■ TRY IT:
Copy all lines of the listing that include the string "negative".

■ EXTRACTED DATA:
+ + + + + + +
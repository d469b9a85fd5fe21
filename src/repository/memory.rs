use chrono::{DateTime, Utc};
use std::collections::HashMap;
use uuid::Uuid;

use super::{ReactionRepository, UserRepository};
use crate::{
    error::{AppError, Result},
    models::{NewUser, Polarity, Target, User},
};

#[derive(Debug, Default, Clone, Copy, PartialEq, Eq)]
pub struct Counters {
    pub like: i32,
    pub dislike: i32,
}

/// In-process repository with the same uniqueness and non-negative counter
/// rules as the Postgres schema. Writes apply immediately.
#[derive(Debug, Default, Clone)]
pub struct MemoryRepository {
    users: Vec<User>,
    counters: HashMap<Target, Counters>,
    reactions: HashMap<(Target, Uuid), Polarity>,
}

impl MemoryRepository {
    pub fn new() -> Self {
        Self::default()
    }

    /// Registers a post or comment with zeroed counters.
    pub fn add_target(&mut self, target: Target) {
        self.counters.entry(target).or_default();
    }

    pub fn counters(&self, target: Target) -> Option<Counters> {
        self.counters.get(&target).copied()
    }

    pub fn reaction(&self, target: Target, user_id: Uuid) -> Option<Polarity> {
        self.reactions.get(&(target, user_id)).copied()
    }

    pub fn reaction_count(&self, target: Target, polarity: Polarity) -> usize {
        self.reactions
            .iter()
            .filter(|((t, _), p)| *t == target && **p == polarity)
            .count()
    }

    pub fn users(&self) -> &[User] {
        &self.users
    }
}

impl UserRepository for MemoryRepository {
    async fn find_user_by_email(&mut self, email: &str) -> Result<Option<User>> {
        Ok(self.users.iter().find(|u| u.email == email).cloned())
    }

    async fn find_user_by_username(&mut self, username: &str) -> Result<Option<User>> {
        Ok(self.users.iter().find(|u| u.username == username).cloned())
    }

    async fn insert_user(&mut self, user: NewUser) -> Result<Uuid> {
        if self
            .users
            .iter()
            .any(|u| u.email == user.email || u.username == user.username)
        {
            return Err(AppError::Conflict(
                "The username or email already exists".to_string(),
            ));
        }

        let id = Uuid::new_v4();
        self.users.push(User {
            id,
            username: user.username,
            email: user.email,
            password_hash: user.password_hash,
            session_token: None,
            session_expires_at: None,
            created_at: Utc::now(),
        });

        Ok(id)
    }

    async fn set_session_token(
        &mut self,
        email: &str,
        token: &str,
        expires_at: DateTime<Utc>,
    ) -> Result<()> {
        if self
            .users
            .iter()
            .any(|u| u.email != email && u.session_token.as_deref() == Some(token))
        {
            return Err(AppError::Internal("duplicate session token".to_string()));
        }

        if let Some(user) = self.users.iter_mut().find(|u| u.email == email) {
            user.session_token = Some(token.to_string());
            user.session_expires_at = Some(expires_at);
        }

        Ok(())
    }

    async fn find_user_by_token(&mut self, token: &str) -> Result<Option<User>> {
        Ok(self
            .users
            .iter()
            .find(|u| u.session_token.as_deref() == Some(token))
            .cloned())
    }

    async fn clear_session_token(&mut self, token: &str) -> Result<()> {
        for user in self
            .users
            .iter_mut()
            .filter(|u| u.session_token.as_deref() == Some(token))
        {
            user.session_token = None;
            user.session_expires_at = None;
        }

        Ok(())
    }
}

impl ReactionRepository for MemoryRepository {
    async fn lock_target(&mut self, target: Target) -> Result<bool> {
        Ok(self.counters.contains_key(&target))
    }

    async fn has_reaction(
        &mut self,
        target: Target,
        user_id: Uuid,
        polarity: Polarity,
    ) -> Result<bool> {
        Ok(self.reaction(target, user_id) == Some(polarity))
    }

    async fn insert_reaction(
        &mut self,
        target: Target,
        user_id: Uuid,
        polarity: Polarity,
    ) -> Result<()> {
        if self.reactions.contains_key(&(target, user_id)) {
            return Err(AppError::Internal(format!(
                "duplicate reaction on {} {}",
                target.kind, target.id
            )));
        }
        self.reactions.insert((target, user_id), polarity);

        Ok(())
    }

    async fn delete_reaction(
        &mut self,
        target: Target,
        user_id: Uuid,
        polarity: Polarity,
    ) -> Result<()> {
        if self.reaction(target, user_id) == Some(polarity) {
            self.reactions.remove(&(target, user_id));
        }

        Ok(())
    }

    async fn adjust_counter(&mut self, target: Target, polarity: Polarity, delta: i32) -> Result<()> {
        let counters = self
            .counters
            .get_mut(&target)
            .ok_or_else(|| AppError::NotFound(format!("{} not found", target.kind)))?;

        let counter = match polarity {
            Polarity::Like => &mut counters.like,
            Polarity::Dislike => &mut counters.dislike,
        };
        if *counter + delta < 0 {
            return Err(AppError::Internal(format!(
                "{} counter would become negative",
                polarity
            )));
        }
        *counter += delta;

        Ok(())
    }
}
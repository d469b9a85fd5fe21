use chrono::{DateTime, Utc};
use sqlx::{PgPool, Postgres, Transaction};
use uuid::Uuid;

use super::{ReactionRepository, UserRepository};
use crate::{
    error::{AppError, Result},
    models::{NewUser, Polarity, Target, User},
};

/// Repository bound to a single Postgres transaction. Dropping it without
/// calling [`PgRepository::commit`] rolls every statement back.
pub struct PgRepository {
    tx: Transaction<'static, Postgres>,
}

impl PgRepository {
    pub async fn begin(db: &PgPool) -> Result<Self> {
        Ok(Self { tx: db.begin().await? })
    }

    pub async fn commit(self) -> Result<()> {
        self.tx.commit().await?;
        Ok(())
    }
}

impl UserRepository for PgRepository {
    async fn find_user_by_email(&mut self, email: &str) -> Result<Option<User>> {
        let user = sqlx::query_as::<_, User>("SELECT * FROM users WHERE email = $1")
            .bind(email)
            .fetch_optional(&mut *self.tx)
            .await?;

        Ok(user)
    }

    async fn find_user_by_username(&mut self, username: &str) -> Result<Option<User>> {
        let user = sqlx::query_as::<_, User>("SELECT * FROM users WHERE username = $1")
            .bind(username)
            .fetch_optional(&mut *self.tx)
            .await?;

        Ok(user)
    }

    async fn insert_user(&mut self, user: NewUser) -> Result<Uuid> {
        let user_id = Uuid::new_v4();

        let result = sqlx::query(
            r#"
            INSERT INTO users (id, username, email, password_hash, created_at)
            VALUES ($1, $2, $3, $4, $5)
            "#,
        )
        .bind(user_id)
        .bind(&user.username)
        .bind(&user.email)
        .bind(&user.password_hash)
        .bind(Utc::now())
        .execute(&mut *self.tx)
        .await;

        match result {
            Ok(_) => Ok(user_id),
            // Lost a race against a concurrent registration
            Err(sqlx::Error::Database(e)) if e.is_unique_violation() => Err(AppError::Conflict(
                "The username or email already exists".to_string(),
            )),
            Err(e) => Err(e.into()),
        }
    }

    async fn set_session_token(
        &mut self,
        email: &str,
        token: &str,
        expires_at: DateTime<Utc>,
    ) -> Result<()> {
        sqlx::query(
            "UPDATE users SET session_token = $1, session_expires_at = $2 WHERE email = $3",
        )
        .bind(token)
        .bind(expires_at)
        .bind(email)
        .execute(&mut *self.tx)
        .await?;

        Ok(())
    }

    async fn find_user_by_token(&mut self, token: &str) -> Result<Option<User>> {
        let user = sqlx::query_as::<_, User>("SELECT * FROM users WHERE session_token = $1")
            .bind(token)
            .fetch_optional(&mut *self.tx)
            .await?;

        Ok(user)
    }

    async fn clear_session_token(&mut self, token: &str) -> Result<()> {
        sqlx::query(
            r#"
            UPDATE users
            SET session_token = NULL, session_expires_at = NULL
            WHERE session_token = $1
            "#,
        )
        .bind(token)
        .execute(&mut *self.tx)
        .await?;

        Ok(())
    }
}

impl ReactionRepository for PgRepository {
    async fn lock_target(&mut self, target: Target) -> Result<bool> {
        let query = format!(
            "SELECT id FROM {} WHERE id = $1 FOR UPDATE",
            target.kind.table()
        );

        let row = sqlx::query_scalar::<_, Uuid>(&query)
            .bind(target.id)
            .fetch_optional(&mut *self.tx)
            .await?;

        Ok(row.is_some())
    }

    async fn has_reaction(
        &mut self,
        target: Target,
        user_id: Uuid,
        polarity: Polarity,
    ) -> Result<bool> {
        let query = format!(
            "SELECT EXISTS (SELECT 1 FROM {} WHERE {} = $1 AND user_id = $2 AND polarity = $3)",
            target.kind.reaction_table(),
            target.kind.reaction_key()
        );

        let exists = sqlx::query_scalar::<_, bool>(&query)
            .bind(target.id)
            .bind(user_id)
            .bind(polarity.as_i16())
            .fetch_one(&mut *self.tx)
            .await?;

        Ok(exists)
    }

    async fn insert_reaction(
        &mut self,
        target: Target,
        user_id: Uuid,
        polarity: Polarity,
    ) -> Result<()> {
        let query = format!(
            "INSERT INTO {} ({}, user_id, polarity, created_at) VALUES ($1, $2, $3, $4)",
            target.kind.reaction_table(),
            target.kind.reaction_key()
        );

        sqlx::query(&query)
            .bind(target.id)
            .bind(user_id)
            .bind(polarity.as_i16())
            .bind(Utc::now())
            .execute(&mut *self.tx)
            .await?;

        Ok(())
    }

    async fn delete_reaction(
        &mut self,
        target: Target,
        user_id: Uuid,
        polarity: Polarity,
    ) -> Result<()> {
        let query = format!(
            "DELETE FROM {} WHERE {} = $1 AND user_id = $2 AND polarity = $3",
            target.kind.reaction_table(),
            target.kind.reaction_key()
        );

        sqlx::query(&query)
            .bind(target.id)
            .bind(user_id)
            .bind(polarity.as_i16())
            .execute(&mut *self.tx)
            .await?;

        Ok(())
    }

    async fn adjust_counter(&mut self, target: Target, polarity: Polarity, delta: i32) -> Result<()> {
        let column = polarity.counter_column();
        let query = format!(
            "UPDATE {} SET {column} = {column} + $1 WHERE id = $2",
            target.kind.table()
        );

        let result = sqlx::query(&query)
            .bind(delta)
            .bind(target.id)
            .execute(&mut *self.tx)
            .await?;

        if result.rows_affected() == 0 {
            return Err(AppError::NotFound(format!("{} not found", target.kind)));
        }

        Ok(())
    }
}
+ + + + + + +
■ SOLUTION TO THE PROBLEM:
/// In-process repository with the same uniqueness and non-negative counter
                "{} counter would become negative",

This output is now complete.